[Collected data]
____________
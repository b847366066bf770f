//! Per-column numeric type coercion.
//!
//! Two passes per column: a profiling pass counts how many non-null values
//! parse as numbers, then an apply pass rewrites the column once a type is
//! chosen. Never fails; a column that cannot be confidently typed stays Text.

use std::collections::BTreeSet;

use cleansheet_model::{CellValue, Column, ColumnType, NullFill, format_numeric, parse_f64};

/// Share of a column's non-null values that parse as numbers.
#[derive(Debug, Clone, Copy, PartialEq, Eq)]
pub struct ColumnTypeProfile {
    pub non_null: usize,
    pub parsed: usize,
}

impl ColumnTypeProfile {
    pub fn numeric_ratio(self) -> f64 {
        if self.non_null == 0 {
            0.0
        } else {
            self.parsed as f64 / self.non_null as f64
        }
    }

    /// The ratio must strictly exceed the threshold to reclassify.
    pub fn choose(self, threshold: f64) -> ColumnType {
        if self.numeric_ratio() > threshold {
            ColumnType::Numeric
        } else {
            ColumnType::Text
        }
    }
}

/// Parses a cell as a number, stripping comma thousands separators and
/// surrounding whitespace from text cells.
pub fn parse_number(cell: &CellValue) -> Option<f64> {
    match cell {
        CellValue::Number(v) => Some(*v),
        CellValue::Text(s) => parse_f64(&s.trim().replace(',', "")),
        CellValue::Null => None,
    }
}

pub fn profile_column(rows: &[Vec<CellValue>], index: usize) -> ColumnTypeProfile {
    let mut profile = ColumnTypeProfile {
        non_null: 0,
        parsed: 0,
    };
    for row in rows {
        let cell = &row[index];
        if cell.is_null() {
            continue;
        }
        profile.non_null += 1;
        if parse_number(cell).is_some() {
            profile.parsed += 1;
        }
    }
    profile
}

fn apply_column_type(
    rows: &mut [Vec<CellValue>],
    index: usize,
    ty: ColumnType,
    null_fill: NullFill,
) {
    for row in rows {
        let cell = &mut row[index];
        *cell = match ty {
            ColumnType::Numeric => match parse_number(cell) {
                Some(v) => CellValue::Number(v),
                None => match null_fill {
                    NullFill::Keep => CellValue::Null,
                    NullFill::Zero => CellValue::Number(0.0),
                },
            },
            ColumnType::Text => match &*cell {
                CellValue::Number(v) => CellValue::Text(format_numeric(*v)),
                other => other.clone(),
            },
        };
    }
}

/// Profiles and rewrites every column, updating each column's type in place.
/// Returns the names of the columns reclassified as numeric.
pub fn coerce_columns(
    columns: &mut [Column],
    rows: &mut [Vec<CellValue>],
    threshold: f64,
    null_fill: NullFill,
) -> BTreeSet<String> {
    let mut numeric = BTreeSet::new();
    for index in 0..columns.len() {
        let profile = profile_column(rows, index);
        let ty = profile.choose(threshold);
        apply_column_type(rows, index, ty, null_fill);
        columns[index].ty = ty;
        if ty == ColumnType::Numeric {
            numeric.insert(columns[index].name.clone());
        }
    }
    numeric
}

#[cfg(test)]
mod tests {
    use super::*;

    fn column(name: &str) -> Column {
        Column {
            name: name.to_string(),
            ty: ColumnType::Text,
        }
    }

    fn text_rows(values: &[&str]) -> Vec<Vec<CellValue>> {
        values
            .iter()
            .map(|value| vec![CellValue::from_text(value)])
            .collect()
    }

    #[test]
    fn thousands_separators_are_stripped() {
        assert_eq!(
            parse_number(&CellValue::Text("1,200".to_string())),
            Some(1200.0)
        );
        assert_eq!(
            parse_number(&CellValue::Text(" 2,500.75 ".to_string())),
            Some(2500.75)
        );
        assert_eq!(parse_number(&CellValue::Text("n/a".to_string())), None);
    }

    #[test]
    fn mostly_numeric_column_is_reclassified() {
        let mut columns = vec![column("Hours")];
        let mut rows = text_rows(&["1,200", "850", "n/a", "200"]);
        let profile = profile_column(&rows, 0);
        assert_eq!(profile.non_null, 4);
        assert_eq!(profile.parsed, 3);
        assert!((profile.numeric_ratio() - 0.75).abs() < 1e-9);

        let numeric = coerce_columns(&mut columns, &mut rows, 0.2, NullFill::Keep);
        assert!(numeric.contains("Hours"));
        assert_eq!(columns[0].ty, ColumnType::Numeric);
        let values: Vec<CellValue> = rows.into_iter().map(|mut row| row.remove(0)).collect();
        assert_eq!(values, vec![
            CellValue::Number(1200.0),
            CellValue::Number(850.0),
            CellValue::Null,
            CellValue::Number(200.0),
        ]);
    }

    #[test]
    fn below_threshold_column_stays_text() {
        let mut columns = vec![column("Notes")];
        let mut rows = text_rows(&["ok", "pending", "7", "review", "done", "later"]);
        let numeric = coerce_columns(&mut columns, &mut rows, 0.2, NullFill::Keep);
        assert!(numeric.is_empty());
        assert_eq!(columns[0].ty, ColumnType::Text);
        assert_eq!(rows[2][0], CellValue::Text("7".to_string()));
    }

    #[test]
    fn zero_fill_replaces_unparsed_values() {
        let mut columns = vec![column("Hours")];
        let mut rows = text_rows(&["5", "n/a", ""]);
        coerce_columns(&mut columns, &mut rows, 0.05, NullFill::Zero);
        let values: Vec<&CellValue> = rows.iter().map(|row| &row[0]).collect();
        assert_eq!(values, vec![
            &CellValue::Number(5.0),
            &CellValue::Number(0.0),
            &CellValue::Number(0.0),
        ]);
    }

    #[test]
    fn spreadsheet_numbers_render_as_text_in_text_columns() {
        let mut columns = vec![column("Label")];
        let mut rows = vec![
            vec![CellValue::Text("alpha".to_string())],
            vec![CellValue::Text("beta".to_string())],
            vec![CellValue::Text("gamma".to_string())],
            vec![CellValue::Number(10.0)],
        ];
        coerce_columns(&mut columns, &mut rows, 0.3, NullFill::Keep);
        assert_eq!(columns[0].ty, ColumnType::Text);
        assert_eq!(rows[3][0], CellValue::Text("10".to_string()));
    }
}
____________
GOAL OF THE EXERCISE -> All lines in the data that contain the word "rewrites" should be copied.

EXERCISE OUTPUT ->
//! parse as numbers, then an apply pass rewrites the column once a type is
/// Profiles and rewrites every column, updating each column's type in place.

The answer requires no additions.